What is needed here is a faithful repeat of every entry, with no character changed.
===== Extracted material
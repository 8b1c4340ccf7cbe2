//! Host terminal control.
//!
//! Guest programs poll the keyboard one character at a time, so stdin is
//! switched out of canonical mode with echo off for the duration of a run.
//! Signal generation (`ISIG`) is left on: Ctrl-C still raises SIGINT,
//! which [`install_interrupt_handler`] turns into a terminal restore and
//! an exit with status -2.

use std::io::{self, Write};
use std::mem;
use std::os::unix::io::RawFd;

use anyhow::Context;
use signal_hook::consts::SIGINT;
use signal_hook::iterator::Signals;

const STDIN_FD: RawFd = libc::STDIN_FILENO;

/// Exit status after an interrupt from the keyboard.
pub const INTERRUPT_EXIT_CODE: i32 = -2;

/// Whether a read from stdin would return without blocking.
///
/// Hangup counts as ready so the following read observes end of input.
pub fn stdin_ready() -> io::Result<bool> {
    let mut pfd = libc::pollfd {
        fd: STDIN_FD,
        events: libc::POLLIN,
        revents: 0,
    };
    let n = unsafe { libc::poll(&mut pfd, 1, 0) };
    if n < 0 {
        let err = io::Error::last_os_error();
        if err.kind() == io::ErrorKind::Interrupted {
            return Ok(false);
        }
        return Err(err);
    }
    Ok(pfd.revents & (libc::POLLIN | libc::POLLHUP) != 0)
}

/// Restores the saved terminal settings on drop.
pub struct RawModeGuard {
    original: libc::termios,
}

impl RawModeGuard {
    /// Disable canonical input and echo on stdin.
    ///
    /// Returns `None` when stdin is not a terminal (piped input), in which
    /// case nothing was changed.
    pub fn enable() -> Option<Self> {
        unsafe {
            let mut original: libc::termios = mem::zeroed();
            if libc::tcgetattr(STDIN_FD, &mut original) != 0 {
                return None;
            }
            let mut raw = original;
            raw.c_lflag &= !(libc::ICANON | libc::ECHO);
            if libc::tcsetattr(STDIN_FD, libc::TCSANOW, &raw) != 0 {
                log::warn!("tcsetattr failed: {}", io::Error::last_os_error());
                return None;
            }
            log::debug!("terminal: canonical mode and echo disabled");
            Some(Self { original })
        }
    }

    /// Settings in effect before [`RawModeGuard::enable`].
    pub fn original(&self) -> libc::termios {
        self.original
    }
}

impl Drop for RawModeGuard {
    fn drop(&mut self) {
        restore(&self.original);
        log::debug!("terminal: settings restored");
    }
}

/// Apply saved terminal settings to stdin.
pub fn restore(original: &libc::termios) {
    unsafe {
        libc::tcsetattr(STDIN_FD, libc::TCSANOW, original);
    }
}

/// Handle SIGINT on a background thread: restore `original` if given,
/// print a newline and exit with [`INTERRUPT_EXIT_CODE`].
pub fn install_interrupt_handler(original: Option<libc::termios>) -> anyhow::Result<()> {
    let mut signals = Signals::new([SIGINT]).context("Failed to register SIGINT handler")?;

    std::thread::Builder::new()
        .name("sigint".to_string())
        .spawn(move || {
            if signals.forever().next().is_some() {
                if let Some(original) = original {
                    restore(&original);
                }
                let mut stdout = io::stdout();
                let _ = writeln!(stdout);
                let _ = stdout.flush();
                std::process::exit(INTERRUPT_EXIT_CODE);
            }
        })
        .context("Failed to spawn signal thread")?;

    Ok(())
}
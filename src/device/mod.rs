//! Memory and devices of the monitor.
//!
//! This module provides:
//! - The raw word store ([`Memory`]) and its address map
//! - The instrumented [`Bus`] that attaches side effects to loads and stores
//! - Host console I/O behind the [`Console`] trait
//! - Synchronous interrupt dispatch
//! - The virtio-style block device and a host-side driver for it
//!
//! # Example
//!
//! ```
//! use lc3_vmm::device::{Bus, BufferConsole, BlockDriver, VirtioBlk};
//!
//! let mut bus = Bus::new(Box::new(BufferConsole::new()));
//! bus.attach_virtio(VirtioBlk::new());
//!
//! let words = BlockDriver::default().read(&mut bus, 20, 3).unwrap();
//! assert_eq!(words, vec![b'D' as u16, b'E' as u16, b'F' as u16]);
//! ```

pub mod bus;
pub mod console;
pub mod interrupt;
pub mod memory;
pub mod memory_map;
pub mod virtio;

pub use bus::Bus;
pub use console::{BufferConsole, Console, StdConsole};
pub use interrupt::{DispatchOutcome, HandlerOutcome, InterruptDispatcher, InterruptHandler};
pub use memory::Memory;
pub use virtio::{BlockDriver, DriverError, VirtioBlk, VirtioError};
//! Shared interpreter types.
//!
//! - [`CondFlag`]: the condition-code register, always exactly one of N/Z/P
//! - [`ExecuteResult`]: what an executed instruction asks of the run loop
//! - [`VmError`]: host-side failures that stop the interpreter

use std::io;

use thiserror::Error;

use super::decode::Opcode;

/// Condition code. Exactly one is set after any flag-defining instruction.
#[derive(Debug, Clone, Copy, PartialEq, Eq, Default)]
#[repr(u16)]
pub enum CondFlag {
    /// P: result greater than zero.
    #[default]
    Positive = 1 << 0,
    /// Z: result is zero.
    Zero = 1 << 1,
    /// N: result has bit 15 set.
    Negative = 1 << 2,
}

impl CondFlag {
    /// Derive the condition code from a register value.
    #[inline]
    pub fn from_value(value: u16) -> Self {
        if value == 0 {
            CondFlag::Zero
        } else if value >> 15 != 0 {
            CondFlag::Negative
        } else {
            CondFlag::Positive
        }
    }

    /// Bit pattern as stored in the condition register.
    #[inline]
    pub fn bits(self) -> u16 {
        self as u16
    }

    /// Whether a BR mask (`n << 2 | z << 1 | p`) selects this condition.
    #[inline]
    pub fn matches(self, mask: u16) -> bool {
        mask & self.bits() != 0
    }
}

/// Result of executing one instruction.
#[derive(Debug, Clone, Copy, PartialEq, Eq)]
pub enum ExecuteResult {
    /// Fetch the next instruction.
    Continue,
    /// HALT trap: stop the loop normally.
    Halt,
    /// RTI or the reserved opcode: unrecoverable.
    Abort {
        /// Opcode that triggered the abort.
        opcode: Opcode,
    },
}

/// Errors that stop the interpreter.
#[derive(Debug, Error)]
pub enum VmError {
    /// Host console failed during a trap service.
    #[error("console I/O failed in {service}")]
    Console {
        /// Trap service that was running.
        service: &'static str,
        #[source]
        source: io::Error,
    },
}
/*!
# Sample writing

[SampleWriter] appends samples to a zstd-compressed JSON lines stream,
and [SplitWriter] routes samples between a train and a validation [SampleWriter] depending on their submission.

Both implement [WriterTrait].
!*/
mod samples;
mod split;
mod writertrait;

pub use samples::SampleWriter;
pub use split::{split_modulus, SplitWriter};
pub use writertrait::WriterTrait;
==========
◆ Reply
repository 8b1c4340ccf7cbe2
//! Host terminal control.
//!
//! Guest programs poll the keyboard one character at a time, so stdin is
//! switched out of canonical mode with echo off for the duration of a run.
//! Signal generation (`ISIG`) is left on: Ctrl-C still raises SIGINT,
//! which [`install_interrupt_handler`] turns into a terminal restore and
//! an exit with status -2.

use std::io::{self, Write};
use std::mem;
use std::os::unix::io::RawFd;

use anyhow::Context;
use signal_hook::consts::SIGINT;
use signal_hook::iterator::Signals;

const STDIN_FD: RawFd = libc::STDIN_FILENO;

/// Exit status after an interrupt from the keyboard.
pub const INTERRUPT_EXIT_CODE: i32 = -2;

/// Whether a read from stdin would return without blocking.
///
/// Hangup counts as ready so the following read observes end of input.
pub fn stdin_ready() -> io::Result<bool> {
    let mut pfd = libc::pollfd {
        fd: STDIN_FD,
        events: libc::POLLIN,
        revents: 0,
    };
    let n = unsafe { libc::poll(&mut pfd, 1, 0) };
    if n < 0 {
        let err = io::Error::last_os_error();
        if err.kind() == io::ErrorKind::Interrupted {
            return Ok(false);
        }
        return Err(err);
    }
    Ok(pfd.revents & (libc::POLLIN | libc::POLLHUP) != 0)
}

/// Restores the saved terminal settings on drop.
pub struct RawModeGuard {
    original: libc::termios,
}

impl RawModeGuard {
    /// Disable canonical input and echo on stdin.
    ///
    /// Returns `None` when stdin is not a terminal (piped input), in which
    /// case nothing was changed.
    pub fn enable() -> Option<Self> {
        unsafe {
            let mut original: libc::termios = mem::zeroed();
            if libc::tcgetattr(STDIN_FD, &mut original) != 0 {
                return None;
            }
            let mut raw = original;
            raw.c_lflag &= !(libc::ICANON | libc::ECHO);
            if libc::tcsetattr(STDIN_FD, libc::TCSANOW, &raw) != 0 {
                log::warn!("tcsetattr failed: {}", io::Error::last_os_error());
                return None;
            }
            log::debug!("terminal: canonical mode and echo disabled");
            Some(Self { original })
        }
    }

    /// Settings in effect before [`RawModeGuard::enable`].
    pub fn original(&self) -> libc::termios {
        self.original
    }
}

impl Drop for RawModeGuard {
    fn drop(&mut self) {
        restore(&self.original);
        log::debug!("terminal: settings restored");
    }
}

/// Apply saved terminal settings to stdin.
pub fn restore(original: &libc::termios) {
    unsafe {
        libc::tcsetattr(STDIN_FD, libc::TCSANOW, original);
    }
}

/// Handle SIGINT on a background thread: restore `original` if given,
/// print a newline and exit with [`INTERRUPT_EXIT_CODE`].
pub fn install_interrupt_handler(original: Option<libc::termios>) -> anyhow::Result<()> {
    let mut signals = Signals::new([SIGINT]).context("Failed to register SIGINT handler")?;

    std::thread::Builder::new()
        .name("sigint".to_string())
        .spawn(move || {
            if signals.forever().next().is_some() {
                if let Some(original) = original {
                    restore(&original);
                }
                let mut stdout = io::stdout();
                let _ = writeln!(stdout);
                let _ = stdout.flush();
                std::process::exit(INTERRUPT_EXIT_CODE);
            }
        })
        .context("Failed to spawn signal thread")?;

    Ok(())
}
filename src/device/mod.rs
//! Memory and devices of the monitor.
//!
//! This module provides:
//! - The raw word store ([`Memory`]) and its address map
//! - The instrumented [`Bus`] that attaches side effects to loads and stores
//! - Host console I/O behind the [`Console`] trait
//! - Synchronous interrupt dispatch
//! - The virtio-style block device and a host-side driver for it
//!
//! # Example
//!
//! ```
//! use lc3_vmm::device::{Bus, BufferConsole, BlockDriver, VirtioBlk};
//!
//! let mut bus = Bus::new(Box::new(BufferConsole::new()));
//! bus.attach_virtio(VirtioBlk::new());
//!
//! let words = BlockDriver::default().read(&mut bus, 20, 3).unwrap();
//! assert_eq!(words, vec![b'D' as u16, b'E' as u16, b'F' as u16]);
//! ```

pub mod bus;
pub mod console;
pub mod interrupt;
pub mod memory;
pub mod memory_map;
pub mod virtio;

pub use bus::Bus;
pub use console::{BufferConsole, Console, StdConsole};
pub use interrupt::{DispatchOutcome, HandlerOutcome, InterruptDispatcher, InterruptHandler};
pub use memory::Memory;
pub use virtio::{BlockDriver, DriverError, VirtioBlk, VirtioError};
//! Shared interpreter types.
//!
//! - [`CondFlag`]: the condition-code register, always exactly one of N/Z/P
//! - [`ExecuteResult`]: what an executed instruction asks of the run loop
//! - [`VmError`]: host-side failures that stop the interpreter

use std::io;

use thiserror::Error;

use super::decode::Opcode;

/// Condition code. Exactly one is set after any flag-defining instruction.
#[derive(Debug, Clone, Copy, PartialEq, Eq, Default)]
#[repr(u16)]
pub enum CondFlag {
    /// P: result greater than zero.
    #[default]
    Positive = 1 << 0,
    /// Z: result is zero.
    Zero = 1 << 1,
    /// N: result has bit 15 set.
    Negative = 1 << 2,
}

impl CondFlag {
    /// Derive the condition code from a register value.
    #[inline]
    pub fn from_value(value: u16) -> Self {
        if value == 0 {
            CondFlag::Zero
        } else if value >> 15 != 0 {
            CondFlag::Negative
        } else {
            CondFlag::Positive
        }
    }

    /// Bit pattern as stored in the condition register.
    #[inline]
    pub fn bits(self) -> u16 {
        self as u16
    }

    /// Whether a BR mask (`n << 2 | z << 1 | p`) selects this condition.
    #[inline]
    pub fn matches(self, mask: u16) -> bool {
        mask & self.bits() != 0
    }
}

/// Result of executing one instruction.
#[derive(Debug, Clone, Copy, PartialEq, Eq)]
pub enum ExecuteResult {
    /// Fetch the next instruction.
    Continue,
    /// HALT trap: stop the loop normally.
    Halt,
    /// RTI or the reserved opcode: unrecoverable.
    Abort {
        /// Opcode that triggered the abort.
        opcode: Opcode,
    },
}

/// Errors that stop the interpreter.
#[derive(Debug, Error)]
pub enum VmError {
    /// Host console failed during a trap service.
    #[error("console I/O failed in {service}")]
    Console {
        /// Trap service that was running.
        service: &'static str,
        #[source]
        source: io::Error,
    },
}
/*!
# Sample writing

[SampleWriter] appends samples to a zstd-compressed JSON lines stream,
and [SplitWriter] routes samples between a train and a validation [SampleWriter] depending on their submission.

Both implement [WriterTrait].
!*/
mod samples;
mod split;
mod writertrait;

pub use samples::SampleWriter;
pub use split::{split_modulus, SplitWriter};
pub use writertrait::WriterTrait;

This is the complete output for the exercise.